The money culture has eroded important traditions and social capital, the very foundation upon which citizen elected credible, sensible and caring leaders. Before this regime, Ugandans believed in, and practiced nationalism, integrity and accountability. Today, Uganda politicians lack integrity, honor or a sense of patriotism and are political commodities. Uganda is deprived of impeccable and credible leaders who could resist selling their conscience. The better quality leaders were those elected when this money craze was still at infancy. Back then, society had a sense of pride, relevance and purpose about its collective visions. Today, leadership is for personal gains; bribery is like a jackpot. We have leaders who are crooks, who sell the country and its resources far cheaper than Judas Iscariot sold Jesus!
The social, political and economic transformation that will buttress the NRM legacy is the monetization and militarization of politics, ethnic stratification, commanded by strong sectarian positioning, and rent seeking. These also herald the transformation of National Resistance to National Robbery Movement.
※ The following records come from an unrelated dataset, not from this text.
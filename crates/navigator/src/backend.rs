//! Contract of the native backend this core orchestrates.
//!
//! The backend owns the file-system walk, the search index and the crawler.
//! The core only issues these calls and consumes what the backend pushes
//! through the [`EventBridge`](crate::bridge::EventBridge):
//! - listing results on [`FILE_EVENT_CHANNEL`](crate::registry::FILE_EVENT_CHANNEL),
//!   one `Emitted<FileEntry>` per file tagged with the directory id
//! - streaming search batches on the channel passed to
//!   [`Backend::search_streaming`], as `Emitted<Vec<FileEntry>>` tagged with
//!   the query text

use std::sync::Arc;

use async_trait::async_trait;

use crate::error::Result;
use crate::types::{FileEntry, ListingParams, SearchParams, StreamingSearchParams};

#[async_trait]
pub trait Backend: Send + Sync {
    /// Lists `directory`, emitting each file as it is found. Resolves once
    /// the listing finished or failed.
    async fn list_directory(&self, directory: &str, params: &ListingParams) -> Result<()>;

    /// Best-effort cancellation of the listing in flight, if any.
    async fn cancel_pending_listing(&self) -> Result<()>;

    async fn search(&self, params: &SearchParams) -> Result<Vec<FileEntry>>;

    /// Runs a search, emitting result batches on `channel`. Resolves once the
    /// last batch was emitted.
    async fn search_streaming(&self, params: &StreamingSearchParams, channel: &str) -> Result<()>;

    /// Turns a path (possibly a file) into the directory form used as the
    /// listing tag.
    async fn canonicalize_directory(&self, path: &str) -> Result<String>;

    async fn check_directory_accessible(&self, directory: &str) -> Result<bool>;

    async fn validate_file_exists(&self, path: &str) -> Result<bool>;

    async fn parent_directory(&self, path: &str) -> Result<String>;

    async fn root_directory(&self, path: &str) -> Result<String>;

    async fn is_path_a_file(&self, path: &str) -> Result<bool>;
}

pub type SharedBackend = Arc<dyn Backend>;
//! League Ratings - team skill rankings from match history
//!
//! This crate replays recorded match results per league through pluggable
//! rating algorithms (Elo and Weng-Lin/OpenSkill) and answers ordered
//! standings queries over the resulting rating state.

pub mod config;
pub mod engine;
pub mod error;
pub mod rating;
pub mod standings;
pub mod store;
pub mod types;
pub mod utils;

// Re-export commonly used types and traits
pub use error::{RatingError, Result};
pub use types::*;

// Re-export key components
pub use engine::RatingEngine;
pub use rating::{build_model, RatingModel};
pub use store::{InMemoryMatchStore, MatchStore};

/// Library version
pub const VERSION: &str = env!("CARGO_PKG_VERSION");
Generally, the transition into the money nexus is Uganda's undoing as it spurred inflation in costs of nearly every social aspect of life. People want to work less, delivering lower quality for inflated labor fees; Thinkers and planners are unable to deliver results, but demand for colossal thinking fees. Jobs and community services that used to get done on camaraderie or on social co-operational basis are now defunct. Villagers cannot fill a pothole potion of the road in front of their homestead because they need bribes or pay. People are living in isolation even within homes, and suspicious over each other's source of fortunes.
But, the drive towards money nexus also exposes the widespread socio-economic inequalities along ethnicity considering the manner in which the economy is tightly controlled by the regime and its cronies. This control has ensured that the top 20 per cent wealthy and powerful, are of monolithic nature, and control 80 per cent of the wealth, power and privileges. The masses are accorded very sparse unequal opportunity to share in the overall wealth of the nation.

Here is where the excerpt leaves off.